_PROMPT_. The answer must be the full set of records, repeated exactly.
=== Begin Enclosure ===
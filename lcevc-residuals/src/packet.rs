/*
 * Copyright 2025 Security Union LLC
 *
 * Licensed under either of
 *
 * * Apache License, Version 2.0
 *   (http://www.apache.org/licenses/LICENSE-2.0)
 * * MIT license
 *   (http://opensource.org/licenses/MIT)
 *
 * at your option.
 *
 * Unless you explicitly state otherwise, any contribution intentionally
 * submitted for inclusion in the work by you, as defined in the Apache-2.0
 * license, shall be dual licensed as above, without any additional terms or
 * conditions.
 */

//! Contains the fundamental data structures for enhancement packets.

use bytes::Bytes;
use serde::{Deserialize, Serialize};
use std::cmp::Ordering;
use std::fmt;
use std::hash::{Hash, Hasher};

/// The canonical time key of a packet, in seconds.
///
/// Today a key is the packet's start time verbatim. It is kept as its own type
/// so the discretization (e.g. snapping to 60ths of a second) can change
/// without touching the store.
#[derive(Debug, Clone, Copy, Serialize, Deserialize)]
#[serde(transparent)]
pub struct TimeKey(f64);

impl TimeKey {
    pub fn from_time(timestamp: f64) -> Self {
        // -0.0 and 0.0 must hash the same.
        if timestamp == 0.0 {
            Self(0.0)
        } else {
            Self(timestamp)
        }
    }

    pub fn as_time(self) -> f64 {
        self.0
    }
}

impl PartialEq for TimeKey {
    fn eq(&self, other: &Self) -> bool {
        self.cmp(other) == Ordering::Equal
    }
}

impl Eq for TimeKey {}

impl PartialOrd for TimeKey {
    fn partial_cmp(&self, other: &Self) -> Option<Ordering> {
        Some(self.cmp(other))
    }
}

impl Ord for TimeKey {
    fn cmp(&self, other: &Self) -> Ordering {
        self.0.total_cmp(&other.0)
    }
}

impl Hash for TimeKey {
    fn hash<H: Hasher>(&self, state: &mut H) {
        self.0.to_bits().hash(state);
    }
}

impl fmt::Display for TimeKey {
    fn fmt(&self, f: &mut fmt::Formatter<'_>) -> fmt::Result {
        write!(f, "{:.6}", self.0)
    }
}

/// The rendition a packet belongs to.
///
/// On the wire a level is a plain integer where `-1` means "applies to every
/// rendition"; any negative value is read as [`Level::Any`].
#[derive(Debug, Clone, Copy, PartialEq, Eq, Hash, Default, Serialize, Deserialize)]
#[serde(from = "i32", into = "i32")]
pub enum Level {
    /// Valid for whichever rendition is currently playing.
    #[default]
    Any,
    /// A specific rendition id.
    Rendition(u32),
}

impl Level {
    /// Whether a packet tagged with `self` may be fed while `active` is playing.
    pub fn matches(self, active: Level) -> bool {
        match (self, active) {
            (Level::Any, _) | (_, Level::Any) => true,
            (Level::Rendition(a), Level::Rendition(b)) => a == b,
        }
    }
}

impl From<i32> for Level {
    fn from(raw: i32) -> Self {
        u32::try_from(raw).map_or(Level::Any, Level::Rendition)
    }
}

impl From<Level> for i32 {
    fn from(level: Level) -> Self {
        match level {
            Level::Any => -1,
            Level::Rendition(id) => i32::try_from(id).unwrap_or(i32::MAX),
        }
    }
}

impl fmt::Display for Level {
    fn fmt(&self, f: &mut fmt::Formatter<'_>) -> fmt::Result {
        match self {
            Level::Any => write!(f, "any"),
            Level::Rendition(id) => write!(f, "{id}"),
        }
    }
}

/// A demuxed enhancement sample as handed over by the producer.
#[derive(Debug, Clone, Serialize, Deserialize)]
pub struct EnhancementSample {
    /// Presentation time in seconds.
    pub start_time: f64,
    /// Ticks per second of `duration`.
    pub timescale: u32,
    /// Duration in `timescale` ticks. Zero or negative means unknown.
    pub duration: f64,
    #[serde(default)]
    pub keyframe: bool,
    #[serde(default)]
    pub level: Level,
    #[serde(default)]
    pub payload: Bytes,
    /// Container-specific discretization hint, carried for diagnostics.
    #[serde(default)]
    pub discretization_hint: i32,
}

impl EnhancementSample {
    pub fn new(start_time: f64, timescale: u32, duration: f64, payload: impl Into<Bytes>) -> Self {
        Self {
            start_time,
            timescale,
            duration,
            keyframe: false,
            level: Level::Any,
            payload: payload.into(),
            discretization_hint: 0,
        }
    }

    pub fn keyframe(mut self, keyframe: bool) -> Self {
        self.keyframe = keyframe;
        self
    }

    pub fn level(mut self, level: impl Into<Level>) -> Self {
        self.level = level.into();
        self
    }

    pub fn discretization_hint(mut self, hint: i32) -> Self {
        self.discretization_hint = hint;
        self
    }

    /// Frames per second implied by the sample, substituting `default_duration`
    /// for a missing or malformed duration.
    pub fn frame_rate(&self, default_duration: f64) -> f64 {
        let duration = if self.duration.is_finite() && self.duration > 0.0 {
            self.duration
        } else {
            default_duration
        };
        self.timescale as f64 / duration
    }
}

/// One stored enhancement payload and the time interval it applies to.
///
/// The interval is half-open, `[start_time, end_time)`. The store narrows it
/// in place when later insertions overlap it.
#[derive(Debug, Clone, PartialEq)]
pub struct Packet {
    pub key: TimeKey,
    pub frame_rate: f64,
    pub start_time: f64,
    pub end_time: f64,
    pub keyframe: bool,
    pub level: Level,
    pub payload: Bytes,
}

impl Packet {
    pub fn duration(&self) -> f64 {
        self.end_time - self.start_time
    }

    /// Whether `timestamp` falls inside `[start_time, end_time)`.
    pub fn covers(&self, timestamp: f64) -> bool {
        self.start_time <= timestamp && timestamp < self.end_time
    }

    pub fn overlaps(&self, other: &Packet) -> bool {
        self.start_time < other.end_time && other.start_time < self.end_time
    }

    pub fn is_empty(&self) -> bool {
        self.end_time <= self.start_time
    }
}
=== End Enclosure ===
_FINISHED EXERCISE_.
filename lcevc-residuals/src/packet.rs
/*
 * Copyright 2025 Security Union LLC
 *
 * Licensed under either of
 *
 * * Apache License, Version 2.0
 *   (http://www.apache.org/licenses/LICENSE-2.0)
 * * MIT license
 *   (http://opensource.org/licenses/MIT)
 *
 * at your option.
 *
 * Unless you explicitly state otherwise, any contribution intentionally
 * submitted for inclusion in the work by you, as defined in the Apache-2.0
 * license, shall be dual licensed as above, without any additional terms or
 * conditions.
 */

//! Contains the fundamental data structures for enhancement packets.

use bytes::Bytes;
use serde::{Deserialize, Serialize};
use std::cmp::Ordering;
use std::fmt;
use std::hash::{Hash, Hasher};

/// The canonical time key of a packet, in seconds.
///
/// Today a key is the packet's start time verbatim. It is kept as its own type
/// so the discretization (e.g. snapping to 60ths of a second) can change
/// without touching the store.
#[derive(Debug, Clone, Copy, Serialize, Deserialize)]
#[serde(transparent)]
pub struct TimeKey(f64);

impl TimeKey {
    pub fn from_time(timestamp: f64) -> Self {
        // -0.0 and 0.0 must hash the same.
        if timestamp == 0.0 {
            Self(0.0)
        } else {
            Self(timestamp)
        }
    }

    pub fn as_time(self) -> f64 {
        self.0
    }
}

impl PartialEq for TimeKey {
    fn eq(&self, other: &Self) -> bool {
        self.cmp(other) == Ordering::Equal
    }
}

impl Eq for TimeKey {}

impl PartialOrd for TimeKey {
    fn partial_cmp(&self, other: &Self) -> Option<Ordering> {
        Some(self.cmp(other))
    }
}

impl Ord for TimeKey {
    fn cmp(&self, other: &Self) -> Ordering {
        self.0.total_cmp(&other.0)
    }
}

impl Hash for TimeKey {
    fn hash<H: Hasher>(&self, state: &mut H) {
        self.0.to_bits().hash(state);
    }
}

impl fmt::Display for TimeKey {
    fn fmt(&self, f: &mut fmt::Formatter<'_>) -> fmt::Result {
        write!(f, "{:.6}", self.0)
    }
}

/// The rendition a packet belongs to.
///
/// On the wire a level is a plain integer where `-1` means "applies to every
/// rendition"; any negative value is read as [`Level::Any`].
#[derive(Debug, Clone, Copy, PartialEq, Eq, Hash, Default, Serialize, Deserialize)]
#[serde(from = "i32", into = "i32")]
pub enum Level {
    /// Valid for whichever rendition is currently playing.
    #[default]
    Any,
    /// A specific rendition id.
    Rendition(u32),
}

impl Level {
    /// Whether a packet tagged with `self` may be fed while `active` is playing.
    pub fn matches(self, active: Level) -> bool {
        match (self, active) {
            (Level::Any, _) | (_, Level::Any) => true,
            (Level::Rendition(a), Level::Rendition(b)) => a == b,
        }
    }
}

impl From<i32> for Level {
    fn from(raw: i32) -> Self {
        u32::try_from(raw).map_or(Level::Any, Level::Rendition)
    }
}

impl From<Level> for i32 {
    fn from(level: Level) -> Self {
        match level {
            Level::Any => -1,
            Level::Rendition(id) => i32::try_from(id).unwrap_or(i32::MAX),
        }
    }
}

impl fmt::Display for Level {
    fn fmt(&self, f: &mut fmt::Formatter<'_>) -> fmt::Result {
        match self {
            Level::Any => write!(f, "any"),
            Level::Rendition(id) => write!(f, "{id}"),
        }
    }
}

/// A demuxed enhancement sample as handed over by the producer.
#[derive(Debug, Clone, Serialize, Deserialize)]
pub struct EnhancementSample {
    /// Presentation time in seconds.
    pub start_time: f64,
    /// Ticks per second of `duration`.
    pub timescale: u32,
    /// Duration in `timescale` ticks. Zero or negative means unknown.
    pub duration: f64,
    #[serde(default)]
    pub keyframe: bool,
    #[serde(default)]
    pub level: Level,
    #[serde(default)]
    pub payload: Bytes,
    /// Container-specific discretization hint, carried for diagnostics.
    #[serde(default)]
    pub discretization_hint: i32,
}

impl EnhancementSample {
    pub fn new(start_time: f64, timescale: u32, duration: f64, payload: impl Into<Bytes>) -> Self {
        Self {
            start_time,
            timescale,
            duration,
            keyframe: false,
            level: Level::Any,
            payload: payload.into(),
            discretization_hint: 0,
        }
    }

    pub fn keyframe(mut self, keyframe: bool) -> Self {
        self.keyframe = keyframe;
        self
    }

    pub fn level(mut self, level: impl Into<Level>) -> Self {
        self.level = level.into();
        self
    }

    pub fn discretization_hint(mut self, hint: i32) -> Self {
        self.discretization_hint = hint;
        self
    }

    /// Frames per second implied by the sample, substituting `default_duration`
    /// for a missing or malformed duration.
    pub fn frame_rate(&self, default_duration: f64) -> f64 {
        let duration = if self.duration.is_finite() && self.duration > 0.0 {
            self.duration
        } else {
            default_duration
        };
        self.timescale as f64 / duration
    }
}

/// One stored enhancement payload and the time interval it applies to.
///
/// The interval is half-open, `[start_time, end_time)`. The store narrows it
/// in place when later insertions overlap it.
#[derive(Debug, Clone, PartialEq)]
pub struct Packet {
    pub key: TimeKey,
    pub frame_rate: f64,
    pub start_time: f64,
    pub end_time: f64,
    pub keyframe: bool,
    pub level: Level,
    pub payload: Bytes,
}

impl Packet {
    pub fn duration(&self) -> f64 {
        self.end_time - self.start_time
    }

    /// Whether `timestamp` falls inside `[start_time, end_time)`.
    pub fn covers(&self, timestamp: f64) -> bool {
        self.start_time <= timestamp && timestamp < self.end_time
    }

    pub fn overlaps(&self, other: &Packet) -> bool {
        self.start_time < other.end_time && other.start_time < self.end_time
    }

    pub fn is_empty(&self) -> bool {
        self.end_time <= self.start_time
    }
}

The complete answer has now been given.